Be a passionate advocate

This should be blindingly obvious, and it is a current management focus with tools such as Net Promoter Score and design thinking. But the reality is that many organizations focus on immediate financial benefits, rather than setting red lines against compromising the customer experience. Examples include airlines charging for baggage, banks hiding fees in the small print, and phone companies offering the best deals only to new customers. It is difficult to balance what you can directly measure with your convictions about what matters for the future. Items that can be measured are usually the more tangible, shorter-term and cost-focused ones, such as revenue from charging for checked luggage. But brand building is a long-term game, and moving towards a bigger idea requires also focusing on the intangible, such as the dynamic Uber creates between you and your driver by taking payment out of the relationship, enabling you to play your music on their car radio, etc. It’s not enough to deliver a performance worthy of a five-star review on a platform like Uber or Amazon — your customer also needs to want to give you the glowing endorsement. Yet intangible results tend to be more difficult to measure and take longer to show progress. How many of us have the courage to move beyond the numbers?

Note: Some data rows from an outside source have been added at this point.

use std::collections::{HashMap, HashSet};
use std::sync::Arc;

use async_trait::async_trait;
use chrono::Utc;
use diesel::prelude::*;
use diesel::sqlite::SqliteConnection;
use uuid::Uuid;

use holocron_core::vehicles::{NewVehicle, Vehicle, VehicleDetails, VehicleRepositoryTrait};
use holocron_core::{Error, Result};

use crate::characters::load_character_details;
use crate::db::{get_connection, DbPool, WriteHandle};
use crate::errors::StorageError;
use crate::schema::{vehicle_pilots, vehicles};

use super::model::{VehicleDB, VehiclePilotDB};

/// Load vehicle rows with their pilots embedded. `ids` restricts the result;
/// `None` loads the whole collection.
pub(crate) fn load_vehicle_details(
    conn: &mut SqliteConnection,
    ids: Option<&[String]>,
) -> Result<Vec<VehicleDetails>> {
    let rows: Vec<VehicleDB> = match ids {
        Some(ids) => vehicles::table
            .filter(vehicles::id.eq_any(ids))
            .order(vehicles::name.asc())
            .select(VehicleDB::as_select())
            .load(conn)
            .map_err(StorageError::from)?,
        None => vehicles::table
            .order(vehicles::name.asc())
            .select(VehicleDB::as_select())
            .load(conn)
            .map_err(StorageError::from)?,
    };

    let vehicle_ids: Vec<String> = rows.iter().map(|row| row.id.clone()).collect();
    let links: Vec<VehiclePilotDB> = vehicle_pilots::table
        .filter(vehicle_pilots::vehicle_id.eq_any(&vehicle_ids))
        .select(VehiclePilotDB::as_select())
        .load(conn)
        .map_err(StorageError::from)?;

    let pilot_ids: Vec<String> = links.iter().map(|link| link.character_id.clone()).collect();
    let pilots_by_id: HashMap<String, _> = load_character_details(conn, Some(&pilot_ids))?
        .into_iter()
        .map(|details| (details.character.id.clone(), details))
        .collect();

    let mut pilots_per_vehicle: HashMap<String, Vec<String>> = HashMap::new();
    for link in links {
        pilots_per_vehicle
            .entry(link.vehicle_id)
            .or_default()
            .push(link.character_id);
    }

    Ok(rows
        .into_iter()
        .map(|row| {
            let pilots = pilots_per_vehicle
                .remove(&row.id)
                .unwrap_or_default()
                .into_iter()
                .filter_map(|character_id| pilots_by_id.get(&character_id).cloned())
                .collect();
            VehicleDetails {
                vehicle: Vehicle::from(row),
                pilots,
            }
        })
        .collect())
}

pub(crate) fn get_vehicle_details(
    conn: &mut SqliteConnection,
    vehicle_id: &str,
) -> Result<VehicleDetails> {
    load_vehicle_details(conn, Some(&[vehicle_id.to_string()]))?
        .pop()
        .ok_or_else(|| Error::not_found("Vehicle"))
}

/// Replace the vehicle's pilot association set with exactly the given
/// membership (duplicates collapsed).
pub(crate) fn replace_vehicle_pilots(
    conn: &mut SqliteConnection,
    vehicle_id: &str,
    character_ids: &[String],
) -> Result<()> {
    diesel::delete(vehicle_pilots::table.filter(vehicle_pilots::vehicle_id.eq(vehicle_id)))
        .execute(conn)
        .map_err(StorageError::from)?;

    let mut seen = HashSet::new();
    let links: Vec<VehiclePilotDB> = character_ids
        .iter()
        .filter(|character_id| seen.insert((*character_id).clone()))
        .map(|character_id| VehiclePilotDB {
            vehicle_id: vehicle_id.to_string(),
            character_id: character_id.clone(),
        })
        .collect();

    if !links.is_empty() {
        diesel::insert_into(vehicle_pilots::table)
            .values(&links)
            .execute(conn)
            .map_err(StorageError::from)?;
    }
    Ok(())
}

pub struct VehicleRepository {
    pool: Arc<DbPool>,
    writer: WriteHandle,
}

impl VehicleRepository {
    pub fn new(pool: Arc<DbPool>, writer: WriteHandle) -> Self {
        Self { pool, writer }
    }
}

#[async_trait]
impl VehicleRepositoryTrait for VehicleRepository {
    fn list_vehicles(&self) -> Result<Vec<VehicleDetails>> {
        let mut conn = get_connection(&self.pool)?;
        load_vehicle_details(&mut conn, None)
    }

    fn get_vehicle(&self, vehicle_id: &str) -> Result<VehicleDetails> {
        let mut conn = get_connection(&self.pool)?;
        get_vehicle_details(&mut conn, vehicle_id)
    }

    async fn create_vehicle(&self, new_vehicle: NewVehicle) -> Result<VehicleDetails> {
        self.writer
            .exec(move |conn| {
                let now = Utc::now().naive_utc();
                let row = VehicleDB::from_new(&new_vehicle, Uuid::new_v4().to_string(), now, now);
                diesel::insert_into(vehicles::table)
                    .values(&row)
                    .execute(conn)
                    .map_err(StorageError::from)?;
                replace_vehicle_pilots(conn, &row.id, &new_vehicle.pilots)?;
                get_vehicle_details(conn, &row.id)
            })
            .await
    }

    async fn update_vehicle(&self, vehicle_id: &str, update: NewVehicle) -> Result<VehicleDetails> {
        let vehicle_id = vehicle_id.to_string();
        self.writer
            .exec(move |conn| {
                let current = vehicles::table
                    .find(&vehicle_id)
                    .select(VehicleDB::as_select())
                    .first::<VehicleDB>(conn)
                    .optional()
                    .map_err(StorageError::from)?
                    .ok_or_else(|| Error::not_found("Vehicle"))?;

                let row = VehicleDB::from_new(
                    &update,
                    current.id.clone(),
                    current.created_at,
                    Utc::now().naive_utc(),
                );
                diesel::update(vehicles::table.find(&current.id))
                    .set(&row)
                    .execute(conn)
                    .map_err(StorageError::from)?;
                replace_vehicle_pilots(conn, &current.id, &update.pilots)?;
                get_vehicle_details(conn, &current.id)
            })
            .await
    }

    async fn delete_vehicle(&self, vehicle_id: &str) -> Result<usize> {
        let vehicle_id = vehicle_id.to_string();
        self.writer
            .exec(move |conn| {
                let affected = diesel::delete(vehicles::table.find(&vehicle_id))
                    .execute(conn)
                    .map_err(StorageError::from)?;
                if affected == 0 {
                    return Err(Error::not_found("Vehicle"));
                }
                Ok(affected)
            })
            .await
    }
}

Unlock the potential of your team

Many organizations today still treat employees like they do any other resource, despite study after study proving that the most productive employees are those with purpose, autonomy and the ability to master skills they’re passionate about. Before telling employees what you want, take the time to listen to their concerns. Building emotional bonds should start with the employee as the most critical lever to reaching customers. Employees need purpose to their work beyond making money for shareholders. They’ll also feel more ownership if they can participate in the conversation. Capital One’s CEO spent 12 months visiting every major facility to share his vision and, more important, to talk face-to-face with employees. With strong creative leadership, employees should understand the brand’s purpose and use it to guide every decision. This means there will be less need for scripts as employees will intuitively know what is the right thing to do.

The emotional bond between brand and customer acts as a multiplier on everything you do. It drives desire, builds pride and generates goodwill. Yet emotional bonds are rarely measured or discussed. Marketers, as the soul of an organization, are uniquely placed to drive the emotion agenda and deliver business impact.